La 31enne è morta di setticemia dopo che i medici si sono rifiutati di accogliere la sua richiesta relativa all'interruzione di gravidanza.

di Simona Vitale 15 novembre 2012 10:15

Parliamo oggi di una storia che sta coinvolgendo, per le tematiche coinvolte, l’opinione pubblica di tutta Europa. Savita Halappanavar, 31anni è una dentista irlandese di origini indiane che vive con in Irlanda con il marito Praveen, ingegnere. Era incinta di 4 mesi quando si è presentata in ospedale con dolori atroci alla schiena e la possibilità, purtroppo concreta, di perdere non solo il bambino che portava in grembo, ma anche la sua stessa vita. Al termine di una notte difficilissima, Savita sceglie di interrompere la gravidanza e lo chiede ai medici.

Questi ultimi le rispondono però che l’Irlanda è un Paese cattolico e che, fintanto che il cuore del feto batte ancora, non è consentito interrompere la gravidanza. Non resta da fare altro che aspettare. Il 23 ottobre scorso il cuore del feto smette di battere e il piccolo, ormai privo di vita, viene asportato dal corpo della madre. Ormai, però, è troppo tardi. Ad una settimana esatta dal ricovero, il 28 ottobre, Savita muore di setticemia nell’ospedale universitario di Galway.

Le autorità hanno aperto un’inchiesta, mentre il premier irlandese Enda Kenny ha dichiarato ai deputati di essere in attesa dei risultati di due indagini sulla morte di Savita. Ricordiamo che in Irlanda l’aborto è illegale, tranne che quando serve a salvare la vita della madre. I familiari di Savita Halappanavar, hanno raccontato che la donna ha chiesto più volte chiesto ai medici di interrompere la gravidanza a causa di fortissimi dolori alla schiena e perché sentiva che stava per abortire.

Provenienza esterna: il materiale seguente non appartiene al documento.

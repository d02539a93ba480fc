use std::env;
use tracing::info;
use tracing_subscriber::prelude::*;
use tracing_subscriber::{fmt, EnvFilter};

pub fn init_logger() -> impl Drop {
    let filter = env::var("TRACING_LEVEL").unwrap_or_else(|_| "info".to_string());
    let filter_layer = EnvFilter::new(filter);

    let log_file_path =
        env::var("LOG_FILE_PATH").unwrap_or_else(|_| "./logs/session-check.log".to_string());

    let file_appender = tracing_appender::rolling::never("./", log_file_path);
    let (non_blocking, guard) = tracing_appender::non_blocking(file_appender);

    // Reports go to stdout, so console logging uses stderr.
    tracing_subscriber::registry()
        .with(
            fmt::layer()
                .with_writer(std::io::stderr)
                .pretty()
                .with_file(false)
                .without_time()
                .with_ansi(true),
        )
        .with(
            fmt::layer()
                .with_writer(non_blocking)
                .with_ansi(false),
        )
        .with(filter_layer)
        .init();

    info!("Tracing is configured for stderr and file logging.");

    guard
}
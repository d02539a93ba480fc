use clap::{Parser, Subcommand};
use session_check::report::OutputFormat;
use std::path::PathBuf;

#[derive(Debug, Parser)]
#[command(name = "session-check")]
#[command(about = "Report files and sessions missing for some subjects of a dataset", long_about = None)]
pub struct Cli {
    #[command(subcommand)]
    pub command: Option<Commands>,
}

#[derive(Debug, Subcommand)]
pub enum Commands {
    /// Check a dataset directory for missing sessions and files
    Check(CheckArgs),
    /// List the files taking part in the check with their subject and session
    List(ListArgs),
    /// Print configuration values
    PrintConfig,
}

#[derive(Debug, clap::Args)]
pub struct CheckArgs {
    /// Dataset root directory
    pub root: PathBuf,
    /// Report format
    #[arg(long, value_enum, default_value_t = OutputFormat::Text)]
    pub format: OutputFormat,
    /// Write the report to a file instead of stdout
    #[arg(long, short)]
    pub output: Option<PathBuf>,
    /// Exit with status 1 when any issue is found
    #[arg(long)]
    pub fail_on_issues: bool,
    /// Extra glob marking auxiliary data to leave out (repeatable)
    #[arg(long = "exclude")]
    pub exclude_patterns: Vec<String>,
}

#[derive(Debug, clap::Args)]
pub struct ListArgs {
    /// Dataset root directory
    pub root: PathBuf,
}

La vicenda di Savita sta scuotendo l’intero continente ed ha riaperto in Irlanda il dibattito sull’aborto, ammesso solo quando ci siano evidenti rischi per la salute della madre del feto. Sembra che però in questo caso, l’eccezione non sia stata affatto considerata portando all’epilogo della morte di Savita. Proprio oggi, il deputato laburista Patrick Daly ha chiesto ai membri del suo partito e agli alleati di governo del Fine Gael di rivedere la legge inerente l’interruzione di gravidanza.